Ja chyba też... Chociaż to też jest potworne, ale przynajmniej malutka by wtedy żyła.
szok z ta dziewczynka jak mozna byc tak nieodpowedzialny strach strachem mnie rowniez pierwsze co na mysl przyszlo ze ta mala jeszcze zyla jakos nie chce mi sie wieryc ze dziecko jej sie wyslizgnelo tu cos nie gra i tak samo ojciec mowi ze znosil wozek razem z zona to co nie zauwazyl ze dziecko jest sine cos tu smierdzi od razu mialam przeczucie ze te porwanie to klamstwo a teraz jak by dziecko rzeczywiscie tam podrzucila to by znalezli jej male cialko a dalej nie znalezli szok
Historia Madzi - po prostu nie do uwierzenia. Oglądałam konferencje tej matki , błagającej by ktoś oddał jej dziecko- Na pewno nie może mieć równo pod sufitem. Straszna historia.
Ja po cięzkiej nocy, cały czas bolał brzuch, póżniej na 3 h spokój i od nowa skurcze i to dośc mocne- może i ja jeszcze dziś załapie się na porodówkę. Czekam do 15 na rozwój akcji- jesli nadal będa skurcze idę do swojej gin.Już wczoraj wieczorem zauważyłam duzo śluzu i takiego w kolorze żółto-brunatnym, dziś rano powtórka. Czy mozliwe że to czop tak wygląda?
Tak na marginesie- u mnie dziś w nocy - 28 stopni.
To jakoś idealnie masz chyba terminy? :D Ja też bym chciała już być po bo trzeba, żeby mąż do pracy poszedł zarabiać, a tak to siedzi i czeka.. Bo jednak trochę będzie do ogarnięcia.

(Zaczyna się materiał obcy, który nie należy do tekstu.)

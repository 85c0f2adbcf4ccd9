//! Snapshot Codec
//!
//! `[{title, backgroundColor, zIndex, position: {top, left}, items: [{id, content}]}]`

use std::collections::HashSet;

use crate::domain::{DomainError, DomainResult, StickerData};

pub fn encode(stickers: &[StickerData]) -> DomainResult<String> {
    Ok(serde_json::to_string(stickers)?)
}

/// Parses and validates a whole snapshot. Item ids must be unique across
/// every sticker since they double as element ids.
pub fn decode(raw: &str) -> DomainResult<Vec<StickerData>> {
    let stickers: Vec<StickerData> = serde_json::from_str(raw)?;

    let mut seen = HashSet::new();
    for item in stickers.iter().flat_map(|sticker| sticker.items.iter()) {
        if !seen.insert(&item.id) {
            return Err(DomainError::Conflict(format!("item id {} appears twice", item.id)));
        }
    }
    Ok(stickers)
}

#[cfg(test)]
mod tests {
    use super::*;

    const SNAPSHOT: &str = r#"[{"title":"Todo","backgroundColor":"rgb(160, 170, 180)","zIndex":4,"position":{"top":20,"left":30},"items":[{"id":"item-1","content":"milk"}]}]"#;

    #[test]
    fn test_decode_reads_wire_shape() {
        let stickers = decode(SNAPSHOT).unwrap();
        assert_eq!(stickers.len(), 1);
        assert_eq!(stickers[0].title, "Todo");
        assert_eq!(stickers[0].z_index, 4);
        assert_eq!(stickers[0].position.left, 30);
        assert_eq!(stickers[0].items[0].content, "milk");
    }

    #[test]
    fn test_encode_is_byte_compatible() {
        assert_eq!(encode(&decode(SNAPSHOT).unwrap()).unwrap(), SNAPSHOT);
    }

    #[test]
    fn test_malformed_json_is_invalid_input() {
        assert!(matches!(decode("[{\"title\":"), Err(DomainError::InvalidInput(_))));
        assert!(matches!(decode("{\"title\":\"not a list\"}"), Err(DomainError::InvalidInput(_))));
    }

    #[test]
    fn test_duplicate_item_ids_conflict() {
        let raw = r#"[
            {"title":"A","backgroundColor":"red","zIndex":1,"position":{"top":0,"left":0},"items":[{"id":"dup","content":"1"}]},
            {"title":"B","backgroundColor":"red","zIndex":2,"position":{"top":0,"left":0},"items":[{"id":"dup","content":"2"}]}
        ]"#;
        assert!(matches!(decode(raw), Err(DomainError::Conflict(_))));
    }
}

Trzeba dzieci komuś wcisnąć itd :P Potem zdjęcie szwów. Zarejestrowanie dzidzi. Sama nie ogranę w życiu.
to jesli z 12 tc jest najbardziej miarodajne to mi termin wypada na 13 sierpnia ;) jeden dzien roznicy :)
tez ogladam ta konferencje, szok wielki, jak mozna byc tak bezmyslnym (przeciez to dziecko pewnie zylo, a jesli je wyniosla nad ta rzeke to po prostu zamarzlo :( ) i dlaczego baba nie zawolala pogotowia? :( nie rozumiem takich ludzi.....
nie znalezli...:( Rutkowski mowi, ze zweryfikowano adres IP komputera z ktorego ktos wchodzil na strone antywariograf...byl z Sosnowca...matka sie przyznala, ze to ona....mowi takze ze prawdopodbnie sama uderzyla glowa o chodnik zeby upozorowac napasc...i ze raczej nie mozna doznac uderzenia w glowe i niczego nie czuc...jak rowniez, ze gdyby tak sie stalo to prawdopodobnie wozek bylyby przewrocony...
kamiis, terminy wg om mam dwa różne (wyznaczone przez dwóch różnych lekarzy: jednego prowadzącego, a drugiego u którego byłam na usg genetycznym w 12 tyg.) terminy wg om: to 10 i 13 luty, a termin z usg to 10 luty...więc się pokrywają
zobaczymy jak wyjdzie w praktyce, to moja pierwsza ciąża
no ewer to na pewno to jak śluz jest brunatny to szyjka już się rozwiera:) zaciskam kciuki i czekamy na wieści:) - Rutkowski mówi tak chaotycznie że ja go prawie nie rozumiem...... myślę że to będzie długa sprawa jak nie znajdą ciałka.... ale chciała bym wierzyć w to że sprzedała małą to by chociaż znaczyło że żyje!!